> **Work task**: Wherever the string "match" appears in the listing, copy that line.

───── Data provided

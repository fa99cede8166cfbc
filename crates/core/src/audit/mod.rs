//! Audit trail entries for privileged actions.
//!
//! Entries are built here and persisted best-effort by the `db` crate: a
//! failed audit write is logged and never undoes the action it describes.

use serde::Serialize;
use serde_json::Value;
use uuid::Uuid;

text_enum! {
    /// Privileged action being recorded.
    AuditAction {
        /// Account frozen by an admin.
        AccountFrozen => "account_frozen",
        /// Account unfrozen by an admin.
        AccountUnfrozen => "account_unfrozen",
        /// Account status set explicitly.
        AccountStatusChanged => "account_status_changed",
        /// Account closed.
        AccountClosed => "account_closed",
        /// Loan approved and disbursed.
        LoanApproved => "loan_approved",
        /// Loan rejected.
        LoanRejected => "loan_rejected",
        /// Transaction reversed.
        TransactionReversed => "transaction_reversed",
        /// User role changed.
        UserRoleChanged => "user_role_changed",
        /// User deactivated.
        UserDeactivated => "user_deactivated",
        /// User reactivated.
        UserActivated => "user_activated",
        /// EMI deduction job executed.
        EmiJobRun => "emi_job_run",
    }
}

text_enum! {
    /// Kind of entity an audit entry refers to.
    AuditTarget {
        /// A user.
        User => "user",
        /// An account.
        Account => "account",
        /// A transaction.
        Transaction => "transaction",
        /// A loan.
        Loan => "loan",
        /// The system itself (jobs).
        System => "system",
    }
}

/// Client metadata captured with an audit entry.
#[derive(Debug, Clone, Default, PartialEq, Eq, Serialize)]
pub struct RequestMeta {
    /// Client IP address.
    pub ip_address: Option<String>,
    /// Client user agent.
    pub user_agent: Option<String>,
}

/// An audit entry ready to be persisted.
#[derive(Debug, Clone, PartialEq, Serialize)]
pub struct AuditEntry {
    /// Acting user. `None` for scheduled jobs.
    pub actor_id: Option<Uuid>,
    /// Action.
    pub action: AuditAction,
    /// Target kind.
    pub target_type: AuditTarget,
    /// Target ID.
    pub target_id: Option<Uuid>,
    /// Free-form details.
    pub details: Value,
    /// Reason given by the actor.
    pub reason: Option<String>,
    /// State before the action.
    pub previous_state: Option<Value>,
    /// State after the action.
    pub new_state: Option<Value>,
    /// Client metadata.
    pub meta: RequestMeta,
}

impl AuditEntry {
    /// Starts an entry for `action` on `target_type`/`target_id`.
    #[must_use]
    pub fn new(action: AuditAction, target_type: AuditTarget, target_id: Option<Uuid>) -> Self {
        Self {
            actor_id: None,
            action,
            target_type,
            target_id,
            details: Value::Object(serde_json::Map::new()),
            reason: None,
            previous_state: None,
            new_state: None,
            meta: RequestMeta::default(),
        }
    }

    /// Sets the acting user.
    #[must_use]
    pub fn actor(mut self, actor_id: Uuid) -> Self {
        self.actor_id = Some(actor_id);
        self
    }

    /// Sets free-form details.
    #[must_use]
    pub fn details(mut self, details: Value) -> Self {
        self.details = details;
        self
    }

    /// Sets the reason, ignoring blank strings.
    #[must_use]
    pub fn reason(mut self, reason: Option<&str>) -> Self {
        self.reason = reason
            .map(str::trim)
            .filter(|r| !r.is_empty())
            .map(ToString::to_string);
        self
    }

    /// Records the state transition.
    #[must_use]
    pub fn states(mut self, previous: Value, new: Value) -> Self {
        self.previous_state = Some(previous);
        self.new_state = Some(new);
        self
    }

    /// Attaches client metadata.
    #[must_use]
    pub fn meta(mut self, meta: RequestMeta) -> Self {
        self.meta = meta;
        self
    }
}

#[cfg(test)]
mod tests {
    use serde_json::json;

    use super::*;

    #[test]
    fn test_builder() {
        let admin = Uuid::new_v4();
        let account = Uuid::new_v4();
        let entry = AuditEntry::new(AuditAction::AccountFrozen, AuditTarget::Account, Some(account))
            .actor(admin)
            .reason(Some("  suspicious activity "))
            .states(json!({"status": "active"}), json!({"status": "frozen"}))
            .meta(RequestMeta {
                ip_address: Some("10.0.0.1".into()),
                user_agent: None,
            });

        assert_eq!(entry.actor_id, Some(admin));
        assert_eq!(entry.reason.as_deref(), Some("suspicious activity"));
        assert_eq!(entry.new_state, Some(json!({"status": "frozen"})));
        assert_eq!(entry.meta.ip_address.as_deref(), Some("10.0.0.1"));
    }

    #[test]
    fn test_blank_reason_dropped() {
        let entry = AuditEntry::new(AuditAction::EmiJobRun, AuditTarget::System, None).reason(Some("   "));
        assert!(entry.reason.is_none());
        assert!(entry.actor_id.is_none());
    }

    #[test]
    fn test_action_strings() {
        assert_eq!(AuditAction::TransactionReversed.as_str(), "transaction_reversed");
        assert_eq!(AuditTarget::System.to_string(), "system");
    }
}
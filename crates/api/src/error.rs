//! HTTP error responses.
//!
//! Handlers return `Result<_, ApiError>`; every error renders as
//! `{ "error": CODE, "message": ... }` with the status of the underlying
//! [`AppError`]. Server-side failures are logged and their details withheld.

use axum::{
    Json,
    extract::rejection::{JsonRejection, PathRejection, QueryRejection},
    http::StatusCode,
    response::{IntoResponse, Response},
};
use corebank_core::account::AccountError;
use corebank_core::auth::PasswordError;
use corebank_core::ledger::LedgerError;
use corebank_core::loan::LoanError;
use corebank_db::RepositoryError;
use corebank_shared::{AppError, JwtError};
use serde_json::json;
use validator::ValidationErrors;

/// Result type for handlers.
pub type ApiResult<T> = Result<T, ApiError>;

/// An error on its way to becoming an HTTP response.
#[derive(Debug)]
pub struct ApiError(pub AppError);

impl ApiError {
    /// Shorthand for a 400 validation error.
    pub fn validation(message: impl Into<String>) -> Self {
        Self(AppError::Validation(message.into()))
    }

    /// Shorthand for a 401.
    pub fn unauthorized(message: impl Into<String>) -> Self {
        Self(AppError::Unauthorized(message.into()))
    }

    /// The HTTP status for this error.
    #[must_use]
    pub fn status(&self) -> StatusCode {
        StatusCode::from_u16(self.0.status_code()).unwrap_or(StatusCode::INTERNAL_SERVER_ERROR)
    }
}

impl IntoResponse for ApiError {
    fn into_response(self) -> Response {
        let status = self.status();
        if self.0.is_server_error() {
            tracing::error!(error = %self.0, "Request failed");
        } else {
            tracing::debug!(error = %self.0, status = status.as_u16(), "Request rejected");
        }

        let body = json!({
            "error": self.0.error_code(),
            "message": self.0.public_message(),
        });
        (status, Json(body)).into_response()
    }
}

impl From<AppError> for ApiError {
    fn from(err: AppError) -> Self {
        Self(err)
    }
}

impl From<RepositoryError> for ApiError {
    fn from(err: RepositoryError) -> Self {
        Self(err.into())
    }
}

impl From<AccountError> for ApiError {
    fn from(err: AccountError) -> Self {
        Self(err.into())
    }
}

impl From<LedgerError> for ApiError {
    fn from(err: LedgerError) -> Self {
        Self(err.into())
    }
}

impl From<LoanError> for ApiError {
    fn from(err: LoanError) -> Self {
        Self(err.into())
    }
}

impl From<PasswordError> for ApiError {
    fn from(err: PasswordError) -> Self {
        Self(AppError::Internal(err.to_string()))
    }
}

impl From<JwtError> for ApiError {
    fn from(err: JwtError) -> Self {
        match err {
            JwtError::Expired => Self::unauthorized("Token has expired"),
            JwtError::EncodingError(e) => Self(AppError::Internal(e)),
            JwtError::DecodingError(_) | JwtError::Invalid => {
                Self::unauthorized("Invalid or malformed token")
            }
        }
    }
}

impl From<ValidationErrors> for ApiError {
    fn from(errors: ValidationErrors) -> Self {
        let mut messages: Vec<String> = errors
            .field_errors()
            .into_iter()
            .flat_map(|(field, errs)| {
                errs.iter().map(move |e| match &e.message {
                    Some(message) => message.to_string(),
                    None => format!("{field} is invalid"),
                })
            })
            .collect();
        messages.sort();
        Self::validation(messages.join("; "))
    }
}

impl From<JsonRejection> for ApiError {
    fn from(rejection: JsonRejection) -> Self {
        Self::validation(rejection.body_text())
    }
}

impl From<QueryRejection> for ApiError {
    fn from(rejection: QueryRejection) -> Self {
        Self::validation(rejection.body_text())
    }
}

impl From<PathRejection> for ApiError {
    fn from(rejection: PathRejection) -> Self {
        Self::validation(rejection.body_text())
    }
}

──────────

> **Response**:
        match err {
                errs.iter().map(move |e| match &e.message {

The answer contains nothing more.